[[ Provided material open ]]
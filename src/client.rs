// SPDX-License-Identifier: AGPL-3.0-or-later
//
// Copyright (C) 2026 Relational Network

//! HTTP client for the devnet node.

use alloy::primitives::{Address, B256, U256};
use reqwest::Response;
use serde::de::DeserializeOwned;
use thiserror::Error;

use crate::chain::{Receipt, Transaction};
use crate::config::{NetworkConfig, ZKSYNC_LOCAL};
use crate::error::ErrorBody;
use crate::models::{
    AccountAddressRequest, AccountAddressResponse, AccountInfo, AddressInfo, FundRequest,
    FundResponse,
};

/// Devnet node client.
#[derive(Debug, Clone)]
pub struct DevnetClient {
    base_url: String,
    http: reqwest::Client,
}

impl DevnetClient {
    /// Create a client for the node at `base_url` (e.g. `http://127.0.0.1:3050`).
    pub fn new(base_url: impl Into<String>) -> Self {
        Self {
            base_url: base_url.into().trim_end_matches('/').to_string(),
            http: reqwest::Client::new(),
        }
    }

    /// Create a client for a network preset.
    pub fn for_network(network: &NetworkConfig) -> Self {
        Self::new(network.rpc_url)
    }

    /// Create a client for the local node.
    pub fn local() -> Self {
        Self::for_network(&ZKSYNC_LOCAL)
    }

    pub fn base_url(&self) -> &str {
        &self.base_url
    }

    /// Balance, nonce and contract kind of `address`.
    pub async fn address_info(&self, address: Address) -> Result<AddressInfo, DevnetClientError> {
        self.get(&format!("/v1/addresses/{address}")).await
    }

    /// Native balance in wei.
    pub async fn balance(&self, address: Address) -> Result<U256, DevnetClientError> {
        Ok(self.address_info(address).await?.balance)
    }

    /// Next expected nonce.
    pub async fn nonce(&self, address: Address) -> Result<u64, DevnetClientError> {
        Ok(self.address_info(address).await?.nonce)
    }

    pub async fn account(&self, address: Address) -> Result<AccountInfo, DevnetClientError> {
        self.get(&format!("/v1/accounts/{address}")).await
    }

    /// Submit a transaction and wait for its receipt.
    pub async fn send_transaction(&self, tx: &Transaction) -> Result<Receipt, DevnetClientError> {
        self.post("/v1/transactions", tx).await
    }

    /// Receipt of a committed transaction, or `None` if the node has none.
    pub async fn receipt(&self, tx_hash: B256) -> Result<Option<Receipt>, DevnetClientError> {
        match self.get(&format!("/v1/transactions/{tx_hash}")).await {
            Ok(receipt) => Ok(Some(receipt)),
            Err(DevnetClientError::Rejected { status: 404, .. }) => Ok(None),
            Err(e) => Err(e),
        }
    }

    /// Precompute the address of `user_id`'s account under `factory`.
    pub async fn account_address(
        &self,
        factory: Address,
        user_id: &str,
        provider_directory: Address,
        salt: B256,
    ) -> Result<Address, DevnetClientError> {
        let request = AccountAddressRequest {
            user_id: user_id.to_string(),
            provider_directory,
            salt: Some(salt),
        };
        let response: AccountAddressResponse = self
            .post(&format!("/v1/factories/{factory}/address"), &request)
            .await?;
        Ok(response.address)
    }

    /// Credit `amount` wei through the dev faucet; returns the new balance.
    pub async fn fund(&self, address: Address, amount: U256) -> Result<U256, DevnetClientError> {
        let response: FundResponse = self
            .post("/v1/dev/fund", &FundRequest { address, amount })
            .await?;
        Ok(response.balance)
    }

    async fn get<T: DeserializeOwned>(&self, path: &str) -> Result<T, DevnetClientError> {
        let response = self
            .http
            .get(format!("{}{path}", self.base_url))
            .send()
            .await
            .map_err(|e| DevnetClientError::Http(e.to_string()))?;
        decode(response).await
    }

    async fn post<B: serde::Serialize + ?Sized, T: DeserializeOwned>(
        &self,
        path: &str,
        body: &B,
    ) -> Result<T, DevnetClientError> {
        let response = self
            .http
            .post(format!("{}{path}", self.base_url))
            .json(body)
            .send()
            .await
            .map_err(|e| DevnetClientError::Http(e.to_string()))?;
        decode(response).await
    }
}

async fn decode<T: DeserializeOwned>(response: Response) -> Result<T, DevnetClientError> {
    let status = response.status();
    if status.is_success() {
        return response
            .json::<T>()
            .await
            .map_err(|e| DevnetClientError::Decode(e.to_string()));
    }

    let body = response
        .text()
        .await
        .map_err(|e| DevnetClientError::Http(e.to_string()))?;
    let (error_code, message) = match serde_json::from_str::<ErrorBody>(&body) {
        Ok(err) => (err.error_code, err.error),
        Err(_) => ("http_error".to_string(), body),
    };
    Err(DevnetClientError::Rejected {
        status: status.as_u16(),
        error_code,
        message,
    })
}

/// Devnet client errors.
#[derive(Debug, Error)]
pub enum DevnetClientError {
    #[error("HTTP error: {0}")]
    Http(String),

    /// The node answered with an error body.
    #[error("Rejected ({status} {error_code}): {message}")]
    Rejected {
        status: u16,
        error_code: String,
        message: String,
    },

    #[error("Decode error: {0}")]
    Decode(String),
}

impl DevnetClientError {
    /// Machine-readable code of a node rejection.
    pub fn error_code(&self) -> Option<&str> {
        match self {
            DevnetClientError::Rejected { error_code, .. } => Some(error_code),
            _ => None,
        }
    }
}
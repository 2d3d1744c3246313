// SPDX-License-Identifier: AGPL-3.0-or-later
//
// Copyright (C) 2026 Relational Network

use axum::{
    routing::{get, post},
    Router,
};
use tower_http::{cors::CorsLayer, trace::TraceLayer};
use utoipa::OpenApi;
use utoipa_swagger_ui::SwaggerUi;

use crate::{
    account::AddressScheme,
    chain::{Call, ContractKind, Receipt, Transaction},
    error::ErrorBody,
    models::{
        AccountAddressRequest, AccountAddressResponse, AccountInfo, AddressInfo, FundRequest,
        FundResponse, KeyInfo, ProviderInfo, RegistryKeys,
    },
    state::AppState,
};

pub mod accounts;
pub mod addresses;
pub mod dev;
pub mod health;
pub mod providers;
pub mod transactions;

pub fn router(state: AppState) -> Router {
    let v1_routes = Router::new()
        .route("/transactions", post(transactions::submit_transaction))
        .route("/transactions/{tx_hash}", get(transactions::get_receipt))
        .route("/addresses/{address}", get(addresses::get_address))
        .route("/accounts/{address}", get(accounts::get_account))
        .route("/factories/{factory}/address", post(accounts::account_address))
        .route(
            "/directories/{directory}/providers/{name}",
            get(providers::resolve_provider),
        )
        .route("/registries/{registry}/keys", get(providers::list_keys))
        .route("/dev/fund", post(dev::fund))
        .with_state(state.clone());

    let health_routes = Router::new()
        .route("/health", get(health::health))
        .route("/health/live", get(health::liveness))
        .with_state(state);

    Router::new()
        .nest("/v1", v1_routes)
        .merge(health_routes)
        .merge(SwaggerUi::new("/docs").url("/api-doc/openapi.json", ApiDoc::openapi()))
        .layer(TraceLayer::new_for_http())
        .layer(CorsLayer::permissive())
}

#[derive(OpenApi)]
#[openapi(
    paths(
        transactions::submit_transaction,
        transactions::get_receipt,
        addresses::get_address,
        accounts::get_account,
        accounts::account_address,
        providers::resolve_provider,
        providers::list_keys,
        dev::fund,
        health::health,
        health::liveness
    ),
    components(
        schemas(
            Transaction,
            Call,
            Receipt,
            ContractKind,
            AddressScheme,
            AddressInfo,
            AccountInfo,
            AccountAddressRequest,
            AccountAddressResponse,
            ProviderInfo,
            KeyInfo,
            RegistryKeys,
            FundRequest,
            FundResponse,
            ErrorBody
        )
    ),
    tags(
        (name = "Transactions", description = "Transaction submission and receipts"),
        (name = "Addresses", description = "Balances and nonces"),
        (name = "Accounts", description = "JWT accounts and address derivation"),
        (name = "Providers", description = "Provider directories and key registries"),
        (name = "Dev", description = "Development faucet"),
        (name = "Health", description = "Liveness")
    )
)]
pub struct ApiDoc;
[[ Provided material closed ]]
• [What to do] Please, from the entries above, set down exactly the lines from the one containing "Ok(self.address_info(address).await?.nonce)" through the one containing "for its receipt.", and only those.

• [Response to this exercise]
        Ok(self.address_info(address).await?.nonce)
    }

    pub async fn account(&self, address: Address) -> Result<AccountInfo, DevnetClientError> {
        self.get(&format!("/v1/accounts/{address}")).await
    }

    /// Submit a transaction and wait for its receipt.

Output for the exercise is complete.